Rean nggak bilang apa-apa setelah menciumku, tapi dia malah memelukku erat. Kepalanya bahkan sudah bersembunyi di antara leher dan bahuku.
"Aku sayang kamu..."
Itu saja yang dia ucapkan waktu itu. Dia nggak nembak aku. Dia nggak nanya apa aku mau jadi pacarnya. Jadi kami nggak ada status. Tapi...
"Jadi milikku?" ucapnya tadi.
Oh, jadi itu permintaan juga, ya!
"Beri aku waktu buat jawab!"
"Kamu nggak suka aku?"
Aku menggeleng. Pasti aku munafik kalau bilang nggak suka Rean. Suka, sih.. sayang, sih... tapi aku masih mencoba menata hatiku. Aku masih terlalu bingung merespon rasa ini. Rasa ini baru kurasakan sekarang. Juga terlalu cepat. Kalau cinta memangnya harus apa? Pacaran antara dua orang cowok, apalagi di desa yang masih terpelosok ini pasti sangat tabu. Bisa-bisa aku dimandikan di air terjun biar bisa mikir bener.
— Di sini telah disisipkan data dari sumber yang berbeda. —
use base64::{engine::general_purpose::STANDARD, Engine as _};
use rustls_pki_types::CertificateDer;
use tracing::{debug, warn};

use crate::service::PredictError;

/// Collects the platform's trusted root certificates into a single PEM
/// bundle that `tonic::transport::Certificate::from_pem` accepts.
pub fn native_root_pem() -> Result<String, PredictError> {
    let result = rustls_native_certs::load_native_certs();
    for e in &result.errors {
        warn!("Skipping unreadable root certificate: {}", e);
    }
    if result.certs.is_empty() {
        return Err(PredictError::Certificates(
            "no trusted root certificates found".to_string(),
        ));
    }
    debug!("Loaded {} native root certificates", result.certs.len());
    Ok(to_pem_bundle(&result.certs))
}

fn to_pem_bundle(certs: &[CertificateDer<'_>]) -> String {
    let mut pem = String::new();
    for cert in certs {
        let encoded = STANDARD.encode(cert.as_ref());
        pem.push_str("-----BEGIN CERTIFICATE-----\n");
        // PEM bodies wrap at 64 columns; base64 output is ASCII
        for line in encoded.as_bytes().chunks(64) {
            pem.push_str(std::str::from_utf8(line).unwrap_or_default());
            pem.push('\n');
        }
        pem.push_str("-----END CERTIFICATE-----\n");
    }
    pem
}
//! Collector configuration.
//!
//! Configuration is resolved by the CLI (see `src/bin/main.rs`) from flags
//! and environment variables, then handed to the library as a plain struct.
//!
//! # Environment Variables
//!
//! - `DATA_DIR`: directory for project log files (default: `/run/collector`)
//! - `MAX_JSONL_FILE_SIZE`: rotation threshold in bytes (default: `52428800`)
//! - `AUTHORIZED_TOKENS_FILE`: path to the credentials file; when set, the
//!   file must exist and parse at startup or the process exits
//! - `JSON_COLLECTOR_TOKEN_HEADER`: header checked for the client token
//!   (default: `X-JSON-Collector-Token`)

use std::path::PathBuf;

/// Runtime configuration for the collector service.
#[derive(Debug, Clone)]
pub struct CollectorConfig {
    /// Root directory for all project log files.
    pub data_dir: PathBuf,
    /// Size threshold in bytes at which a project log file is rotated.
    pub max_file_size: u64,
    /// Optional path to the authorized tokens file. Setting this enables
    /// token authentication and makes the file required at startup.
    pub authorized_tokens_file: Option<PathBuf>,
    /// Name of the HTTP header carrying the client token.
    pub token_header_name: String,
}

impl CollectorConfig {
    /// Default directory for project log files.
    pub const DEFAULT_DATA_DIR: &'static str = "/run/collector";
    /// Default rotation threshold (50 MiB).
    pub const DEFAULT_MAX_FILE_SIZE: u64 = 52_428_800;
    /// Default token header name.
    pub const DEFAULT_TOKEN_HEADER: &'static str = "X-JSON-Collector-Token";
}

impl Default for CollectorConfig {
    fn default() -> Self {
        Self {
            data_dir: PathBuf::from(Self::DEFAULT_DATA_DIR),
            max_file_size: Self::DEFAULT_MAX_FILE_SIZE,
            authorized_tokens_file: None,
            token_header_name: Self::DEFAULT_TOKEN_HEADER.to_string(),
        }
    }
}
"Ini terlalu cepat, Chi. Aku bahkan belum menyadari perasaanku sendiri."
"Hanya butuh waktu beberapa detik buat jatuh cinta sama seseorang. Lalu butuh beberapa menit untuk tahu namanya. Beberapa jam untuk mengenalnya lebih jauh. Tapi... mungkin butuh waktu seumur hidup buat melupakannya."
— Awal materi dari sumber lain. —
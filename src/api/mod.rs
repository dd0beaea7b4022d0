// HTTP endpoints for the collector

#[cfg(test)]
mod integration_tests;

use std::net::SocketAddr;
use std::sync::Arc;

use axum::{
    Router,
    extract::{ConnectInfo, Path, Request, State},
    http::{HeaderMap, StatusCode, Uri, header, request::Parts},
    response::{IntoResponse, Response},
    routing::get,
};
use serde_json::Value;
use tower::ServiceBuilder;
use tower_http::cors::CorsLayer;
use tower_http::trace::TraceLayer;
use tracing::{error, info, warn};

use crate::auth::{AuthError, TokenAuthenticator};
use crate::store::{EventRecord, LogStore, StoreError};

/// Largest accepted request body. Matches the framework default for JSON
/// extraction.
const MAX_BODY_BYTES: usize = 2 * 1024 * 1024;

const BAD_JSON_MESSAGE: &str = "ERROR - improperly formatted JSON data";
const UNKNOWN_URL_MESSAGE: &str = "Unknown URL";

/// Shared state for all collector handlers.
pub struct AppState {
    pub authenticator: TokenAuthenticator,
    pub store: LogStore,
}

pub type SharedState = Arc<AppState>;

pub fn create_router(state: SharedState) -> Router {
    Router::new()
        .route("/json-collector/health-check", get(health_check))
        .route(
            "/json-collector/{project}",
            get(serve_project_log).post(ingest_json_data),
        )
        .fallback(unknown_url)
        .layer(
            ServiceBuilder::new()
                .layer(TraceLayer::new_for_http())
                .layer(CorsLayer::permissive()),
        )
        .with_state(state)
}

async fn health_check() -> &'static str {
    "Everything is ay oh kay"
}

/// POST /json-collector/{project}: authenticate, parse the JSON body, build
/// an event record, rotate-if-needed, and append one JSONL line.
async fn ingest_json_data(
    State(state): State<SharedState>,
    Path(project): Path<String>,
    request: Request,
) -> Response {
    let (parts, body) = request.into_parts();
    let client_ip = client_ip(&parts);
    let request_url = request_url(&parts);

    let authenticated_user = match authenticate(&state.authenticator, &parts.headers).await {
        Ok(user) => user,
        Err(err) => return auth_error_response(&err, &client_ip, &request_url),
    };

    let body = match axum::body::to_bytes(body, MAX_BODY_BYTES).await {
        Ok(bytes) => bytes,
        Err(_) => {
            warn!(client_ip = %client_ip, url = %request_url, status = 400, "Unreadable request body");
            return (StatusCode::BAD_REQUEST, BAD_JSON_MESSAGE).into_response();
        }
    };

    let posted_data = if body.is_empty() {
        Value::String(String::new())
    } else {
        match serde_json::from_slice::<Value>(&body) {
            // A literal `null` body is stored the same way as an empty one.
            Ok(Value::Null) => Value::String(String::new()),
            Ok(value) => value,
            Err(_) => {
                info!(client_ip = %client_ip, url = %request_url, status = 400, "Rejected malformed JSON payload");
                return (StatusCode::BAD_REQUEST, BAD_JSON_MESSAGE).into_response();
            }
        }
    };

    let mut record = EventRecord::new(
        client_ip.clone(),
        request_url.clone(),
        &parts.headers,
        state.authenticator.header_name(),
        posted_data,
    );
    record.authenticated_user = authenticated_user;

    if let Err(err) = state.store.append(&project, &record) {
        error!(client_ip = %client_ip, url = %request_url, error = %err, "Failed to persist record");
        return (
            StatusCode::INTERNAL_SERVER_ERROR,
            "ERROR - failed to persist JSON data",
        )
            .into_response();
    }

    info!(client_ip = %client_ip, url = %request_url, status = 200, "JSON data accepted");
    (
        StatusCode::OK,
        format!("JSON data accepted for {}", project),
    )
        .into_response()
}

/// GET /json-collector/{project}: serve the project's current log file.
/// Requires the token when authentication is enabled.
async fn serve_project_log(
    State(state): State<SharedState>,
    Path(project): Path<String>,
    request: Request,
) -> Response {
    let (parts, _) = request.into_parts();
    let client_ip = client_ip(&parts);
    let request_url = request_url(&parts);

    if let Err(err) = authenticate(&state.authenticator, &parts.headers).await {
        return auth_error_response(&err, &client_ip, &request_url);
    }

    match state.store.read(&project) {
        Ok(contents) => {
            info!(client_ip = %client_ip, url = %request_url, status = 200, "Served project log");
            (
                [(header::CONTENT_TYPE, "application/x-ndjson")],
                contents,
            )
                .into_response()
        }
        Err(StoreError::NotFound(_)) => {
            info!(client_ip = %client_ip, url = %request_url, status = 404, "No log file for project");
            (StatusCode::NOT_FOUND, UNKNOWN_URL_MESSAGE).into_response()
        }
        Err(err) => {
            error!(client_ip = %client_ip, url = %request_url, error = %err, "Failed to read project log");
            (
                StatusCode::INTERNAL_SERVER_ERROR,
                "ERROR - failed to read project log",
            )
                .into_response()
        }
    }
}

async fn unknown_url(uri: Uri) -> Response {
    info!(url = %uri, status = 404, "Unknown URL");
    (StatusCode::NOT_FOUND, UNKNOWN_URL_MESSAGE).into_response()
}

/// Run the token check when authentication is enabled; `None` means open
/// access, `Some(username)` an authenticated request.
async fn authenticate(
    authenticator: &TokenAuthenticator,
    headers: &HeaderMap,
) -> Result<Option<String>, AuthError> {
    if !authenticator.is_enabled().await {
        return Ok(None);
    }
    authenticator.authenticated_username(headers).await.map(Some)
}

fn auth_error_response(err: &AuthError, client_ip: &str, request_url: &str) -> Response {
    let status = err.status_code();
    warn!(
        client_ip = %client_ip,
        url = %request_url,
        status = status.as_u16(),
        error = %err,
        "Request failed authentication"
    );
    // Configuration failures are operator-facing; clients get a generic body.
    let body = match err {
        AuthError::Configuration(_) => "ERROR - token authentication is misconfigured".to_string(),
        _ => err.to_string(),
    };
    (status, body).into_response()
}

/// Client address: forwarding headers first, then the peer socket address.
fn client_ip(parts: &Parts) -> String {
    if let Some(forwarded) = parts
        .headers
        .get("X-Forwarded-For")
        .or_else(|| parts.headers.get("X-Real-IP"))
        .and_then(|value| value.to_str().ok())
    {
        return forwarded.to_string();
    }

    parts
        .extensions
        .get::<ConnectInfo<SocketAddr>>()
        .map(|ConnectInfo(addr)| addr.ip().to_string())
        .unwrap_or_else(|| "-".to_string())
}

fn request_url(parts: &Parts) -> String {
    let host = parts
        .headers
        .get(header::HOST)
        .and_then(|value| value.to_str().ok())
        .unwrap_or("localhost");
    format!("http://{}{}", host, parts.uri)
}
"Jadi? Kamu mau melupakan aku?"
Rean menggeleng.
"Hanya aku yang terlalu peka soal ini. Maaf, aku terlalu sensitif."
"Jadilah Rean yang biasanya!"
"Sulit sekarang. Aku nggak bisa balik kayak dulu lagi. Dulu aku masih bisa pura-pura dan sok cuek, sekarang... sulit banget!"
Aku tersenyum geli.
"Kamu dari tadi ngelamun terus, bantuin nenek iris bawang sini!"
Aku baru sadar kalau sejak tadi aku sudah berada di rumah nenek.
***
Keesokan harinya, aku pergi ke sekolah dengan bus biru lagi. Rean dan geng teroris itu ada dalam bus. Tapi auranya beda. Dia tersenyum ke arahku, mengerling, memerintahkanku untuk duduk di sebelahnya. Kali ini aku nurut. Hollaa.... aku nurut. Kalian dengar itu?
Kok aku jadi murahan gini, ya?
Apa ini baik? Kalau sampai Rean menghindar karena aku berubah bagaimana? Aku pernah baca cerita-cerita di internet, katanya seseorang akan berubah kalau sudah mendapatkan apa yang dia inginkan. Aku hanya.... takut.
Aku menghentikan langkah. Ragu.
Aku berbalik lagi dan memilih duduk di bangku tengah. Aku nggak peduli tatapan Rean tadi, yang melongo dan terkejut karena ulahku. Aku hanya parno. Aku korban cerita. Aku hanya.... nggak mau kehilangan.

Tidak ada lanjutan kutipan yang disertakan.